AIM OF THE TASK
All of the entries must appear again exactly as written.

Records excerpted from a collection

>>>>

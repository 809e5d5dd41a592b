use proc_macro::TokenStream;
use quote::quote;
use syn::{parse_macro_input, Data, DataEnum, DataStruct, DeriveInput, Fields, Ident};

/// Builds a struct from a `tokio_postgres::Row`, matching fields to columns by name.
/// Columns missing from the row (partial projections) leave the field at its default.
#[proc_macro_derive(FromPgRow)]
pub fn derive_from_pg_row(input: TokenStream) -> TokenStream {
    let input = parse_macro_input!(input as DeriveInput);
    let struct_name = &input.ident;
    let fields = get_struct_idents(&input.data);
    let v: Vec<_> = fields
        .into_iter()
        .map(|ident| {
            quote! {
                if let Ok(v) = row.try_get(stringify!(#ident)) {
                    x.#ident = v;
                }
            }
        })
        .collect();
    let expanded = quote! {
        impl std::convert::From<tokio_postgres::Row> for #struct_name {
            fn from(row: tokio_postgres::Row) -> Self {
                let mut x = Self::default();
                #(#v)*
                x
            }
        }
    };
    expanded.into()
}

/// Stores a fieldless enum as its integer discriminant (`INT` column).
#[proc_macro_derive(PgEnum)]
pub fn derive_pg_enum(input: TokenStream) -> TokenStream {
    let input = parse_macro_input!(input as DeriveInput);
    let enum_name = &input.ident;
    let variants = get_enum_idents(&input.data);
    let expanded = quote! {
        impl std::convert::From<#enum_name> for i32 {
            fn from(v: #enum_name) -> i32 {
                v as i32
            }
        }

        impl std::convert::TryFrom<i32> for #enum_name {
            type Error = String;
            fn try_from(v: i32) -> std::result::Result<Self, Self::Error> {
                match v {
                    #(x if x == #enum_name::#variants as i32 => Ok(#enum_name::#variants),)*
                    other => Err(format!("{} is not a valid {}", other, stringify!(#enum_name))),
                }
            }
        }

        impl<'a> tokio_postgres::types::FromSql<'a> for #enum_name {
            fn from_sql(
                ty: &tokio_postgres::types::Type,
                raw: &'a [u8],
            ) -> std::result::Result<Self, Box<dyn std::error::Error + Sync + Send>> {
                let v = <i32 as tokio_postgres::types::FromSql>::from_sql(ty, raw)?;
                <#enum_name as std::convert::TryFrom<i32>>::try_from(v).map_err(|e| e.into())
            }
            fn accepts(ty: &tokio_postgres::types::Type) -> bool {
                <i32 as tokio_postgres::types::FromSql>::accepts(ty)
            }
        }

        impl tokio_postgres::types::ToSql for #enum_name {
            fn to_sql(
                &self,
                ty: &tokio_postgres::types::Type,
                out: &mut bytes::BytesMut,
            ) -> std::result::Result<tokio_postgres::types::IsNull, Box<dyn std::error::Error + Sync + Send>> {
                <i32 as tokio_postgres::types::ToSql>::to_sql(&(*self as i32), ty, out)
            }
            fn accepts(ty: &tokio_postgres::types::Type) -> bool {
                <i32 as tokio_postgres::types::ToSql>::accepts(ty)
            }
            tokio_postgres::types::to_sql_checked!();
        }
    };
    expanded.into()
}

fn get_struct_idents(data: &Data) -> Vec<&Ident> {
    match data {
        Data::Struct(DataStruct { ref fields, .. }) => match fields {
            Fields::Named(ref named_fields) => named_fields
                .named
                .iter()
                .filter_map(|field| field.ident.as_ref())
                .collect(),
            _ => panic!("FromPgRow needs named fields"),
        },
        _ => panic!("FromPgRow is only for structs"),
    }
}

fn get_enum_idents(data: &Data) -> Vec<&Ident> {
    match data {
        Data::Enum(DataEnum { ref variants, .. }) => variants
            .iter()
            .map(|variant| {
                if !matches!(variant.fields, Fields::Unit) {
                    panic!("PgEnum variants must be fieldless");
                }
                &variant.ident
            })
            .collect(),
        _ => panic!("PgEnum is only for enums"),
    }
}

<<<<

ANSWER TO THIS TASK
repository 809e5d5dd41a592b
use proc_macro::TokenStream;
use quote::quote;
use syn::{parse_macro_input, Data, DataEnum, DataStruct, DeriveInput, Fields, Ident};

/// Builds a struct from a `tokio_postgres::Row`, matching fields to columns by name.
/// Columns missing from the row (partial projections) leave the field at its default.
#[proc_macro_derive(FromPgRow)]
pub fn derive_from_pg_row(input: TokenStream) -> TokenStream {
    let input = parse_macro_input!(input as DeriveInput);
    let struct_name = &input.ident;
    let fields = get_struct_idents(&input.data);
    let v: Vec<_> = fields
        .into_iter()
        .map(|ident| {
            quote! {
                if let Ok(v) = row.try_get(stringify!(#ident)) {
                    x.#ident = v;
                }
            }
        })
        .collect();
    let expanded = quote! {
        impl std::convert::From<tokio_postgres::Row> for #struct_name {
            fn from(row: tokio_postgres::Row) -> Self {
                let mut x = Self::default();
                #(#v)*
                x
            }
        }
    };
    expanded.into()
}

/// Stores a fieldless enum as its integer discriminant (`INT` column).
#[proc_macro_derive(PgEnum)]
pub fn derive_pg_enum(input: TokenStream) -> TokenStream {
    let input = parse_macro_input!(input as DeriveInput);
    let enum_name = &input.ident;
    let variants = get_enum_idents(&input.data);
    let expanded = quote! {
        impl std::convert::From<#enum_name> for i32 {
            fn from(v: #enum_name) -> i32 {
                v as i32
            }
        }

        impl std::convert::TryFrom<i32> for #enum_name {
            type Error = String;
            fn try_from(v: i32) -> std::result::Result<Self, Self::Error> {
                match v {
                    #(x if x == #enum_name::#variants as i32 => Ok(#enum_name::#variants),)*
                    other => Err(format!("{} is not a valid {}", other, stringify!(#enum_name))),
                }
            }
        }

        impl<'a> tokio_postgres::types::FromSql<'a> for #enum_name {
            fn from_sql(
                ty: &tokio_postgres::types::Type,
                raw: &'a [u8],
            ) -> std::result::Result<Self, Box<dyn std::error::Error + Sync + Send>> {
                let v = <i32 as tokio_postgres::types::FromSql>::from_sql(ty, raw)?;
                <#enum_name as std::convert::TryFrom<i32>>::try_from(v).map_err(|e| e.into())
            }
            fn accepts(ty: &tokio_postgres::types::Type) -> bool {
                <i32 as tokio_postgres::types::FromSql>::accepts(ty)
            }
        }

        impl tokio_postgres::types::ToSql for #enum_name {
            fn to_sql(
                &self,
                ty: &tokio_postgres::types::Type,
                out: &mut bytes::BytesMut,
            ) -> std::result::Result<tokio_postgres::types::IsNull, Box<dyn std::error::Error + Sync + Send>> {
                <i32 as tokio_postgres::types::ToSql>::to_sql(&(*self as i32), ty, out)
            }
            fn accepts(ty: &tokio_postgres::types::Type) -> bool {
                <i32 as tokio_postgres::types::ToSql>::accepts(ty)
            }
            tokio_postgres::types::to_sql_checked!();
        }
    };
    expanded.into()
}

fn get_struct_idents(data: &Data) -> Vec<&Ident> {
    match data {
        Data::Struct(DataStruct { ref fields, .. }) => match fields {
            Fields::Named(ref named_fields) => named_fields
                .named
                .iter()
                .filter_map(|field| field.ident.as_ref())
                .collect(),
            _ => panic!("FromPgRow needs named fields"),
        },
        _ => panic!("FromPgRow is only for structs"),
    }
}

fn get_enum_idents(data: &Data) -> Vec<&Ident> {
    match data {
        Data::Enum(DataEnum { ref variants, .. }) => variants
            .iter()
            .map(|variant| {
                if !matches!(variant.fields, Fields::Unit) {
                    panic!("PgEnum variants must be fieldless");
                }
                &variant.ident
            })
            .collect(),
        _ => panic!("PgEnum is only for enums"),
    }
}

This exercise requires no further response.